— Ничего,— мальчишка стряхивает снег с рукава,— я его знаю, кучера с Калининки. Свободно может задавить.
Авакумов обращает внимание на мальчишку. Поднимает голову за подбородок, всматривается.
— Что за хлопец? Знакомый тебе, Горюнов? Сколько годков?
— Тринадцать.
— Можно на уголь ставить,— шутит Авакумов.— На уголь пойдешь?
— Нет.
— Почему нет?
— На станцию пойду.
— На электрическую? Не советую...
— Там мой отец работает, мать,— насупившись говорить мальчик.
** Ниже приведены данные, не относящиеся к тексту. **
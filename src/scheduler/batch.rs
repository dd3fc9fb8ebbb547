//! Frame-aligned coalescing of incoming envelopes.
//!
//! Envelopes are appended to a FIFO queue as they arrive and applied in
//! bursts on display-frame ticks. A tick that lands less than one frame
//! interval after the previous drain is deferred to the following frame,
//! unless the queue has grown past the burst threshold.

use std::collections::VecDeque;
use std::time::Duration;

use serde_json::Value;
use tokio::time::Instant;

use super::tick::TickSource;
use crate::session::SessionId;

/// Timing knobs for the scheduler.
#[derive(Debug, Clone, Copy, PartialEq, Eq)]
pub struct BatchConfig {
    /// Minimum spacing between two drains (~16 ms for 60 fps).
    pub frame_interval: Duration,
    /// Queue length at which throttling is bypassed.
    pub burst_threshold: usize,
}

impl Default for BatchConfig {
    fn default() -> Self {
        Self {
            frame_interval: Duration::from_millis(16),
            burst_threshold: 50,
        }
    }
}

/// A raw envelope waiting to be applied to a session.
#[derive(Debug, Clone, PartialEq)]
pub struct QueuedEnvelope {
    pub session: SessionId,
    pub envelope: Value,
}

/// What a tick did.
#[derive(Debug, PartialEq)]
pub enum TickOutcome {
    /// Too soon after the last drain; another tick was requested.
    Throttled,
    /// The whole queue, in arrival order.
    Drained(Vec<QueuedEnvelope>),
}

pub struct BatchScheduler {
    config: BatchConfig,
    queue: VecDeque<QueuedEnvelope>,
    ticks: Box<dyn TickSource>,
    tick_scheduled: bool,
    last_drain: Option<Instant>,
}

impl BatchScheduler {
    pub fn new(config: BatchConfig, ticks: Box<dyn TickSource>) -> Self {
        Self {
            config,
            queue: VecDeque::new(),
            ticks,
            tick_scheduled: false,
            last_drain: None,
        }
    }

    pub fn len(&self) -> usize {
        self.queue.len()
    }

    pub fn is_empty(&self) -> bool {
        self.queue.is_empty()
    }

    pub fn is_tick_scheduled(&self) -> bool {
        self.tick_scheduled
    }

    /// Append an envelope and make sure a tick is on its way.
    pub fn enqueue(&mut self, session: SessionId, envelope: Value) {
        self.queue.push_back(QueuedEnvelope { session, envelope });
        if !self.tick_scheduled {
            self.tick_scheduled = true;
            self.ticks.schedule();
        }
    }

    /// Handle a display-frame tick delivered at `now`.
    pub fn on_tick(&mut self, now: Instant) -> TickOutcome {
        let too_soon = self
            .last_drain
            .is_some_and(|last| now.saturating_duration_since(last) < self.config.frame_interval);

        if too_soon && self.queue.len() < self.config.burst_threshold {
            self.tick_scheduled = true;
            self.ticks.schedule();
            return TickOutcome::Throttled;
        }

        self.tick_scheduled = false;
        TickOutcome::Drained(self.drain(now))
    }

    /// Drain everything immediately, regardless of timing.
    ///
    /// Used when the stream ends so nothing is left unapplied.
    pub fn flush(&mut self, now: Instant) -> Vec<QueuedEnvelope> {
        self.cancel_tick();
        self.drain(now)
    }

    /// Drop every queued envelope and any outstanding tick.
    pub fn reset(&mut self) {
        self.queue.clear();
        self.cancel_tick();
        self.last_drain = None;
    }

    fn cancel_tick(&mut self) {
        if self.tick_scheduled {
            self.ticks.cancel();
            self.tick_scheduled = false;
        }
    }

    fn drain(&mut self, now: Instant) -> Vec<QueuedEnvelope> {
        self.last_drain = Some(now);
        self.queue.drain(..).collect()
    }
}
— Все равно.— Авакумов обращается к Горюнову,— представь себе, опять «гнилой ток» дали. Так они мне все пожгут. Ты, как инженер-электрик, знаешь, что такое малая частота. А потом еще взяли в привычку совсем отключать шахты. Моя шахтерня хочет работать, а ей не дают. Жалуются мне: «Трофим Егорович, простуживаемся в лаве». Почему? Потому что без дела. Конечно, на боку полежать в погребе — и то сдохнешь, а в лаве? Дай ток — сколько угля накидают мои ребята! Для уголька одного человечьего пара недостаточно... Это же понимать нужно. Нужно немного — всего голову на плечах. Вот прошу я выделить для всего бассейна одну турбину. Сами за ней будем наблюдать, за котлами следить...
— А когда турбину остановишь, где будете ток брать?
Этот вопрос неожиданно задал мальчишка, который внимательно следил за Авакумовым и все время пытался вмешаться в разговор.
— Ишь, какой болт!— удивляется Авакумов.— Совсем не будем останавливать турбину, понял?
— Нельзя. Надо расшлаковку котлов делать. Нельзя без остановки.
— Эй, да ты, хлопец, грамотный по этому делу!— Авакумов приподнимает брови.— Как тебя зовут?
— Иваном.
— Хорошо. Иван — хорошо. Натуральное имя. А если целиком, с именем, отчеством и фамилией?
— Иван Романович Терешин.
Мы подходим уже к станции, виднеется наш вагон. Авакумов идет рядом с Горюновым и мальчиком. Когда свет фонарей падает на лицо мальчика, Трофим Егорович берет его за нос и поворачивает лицом к свету.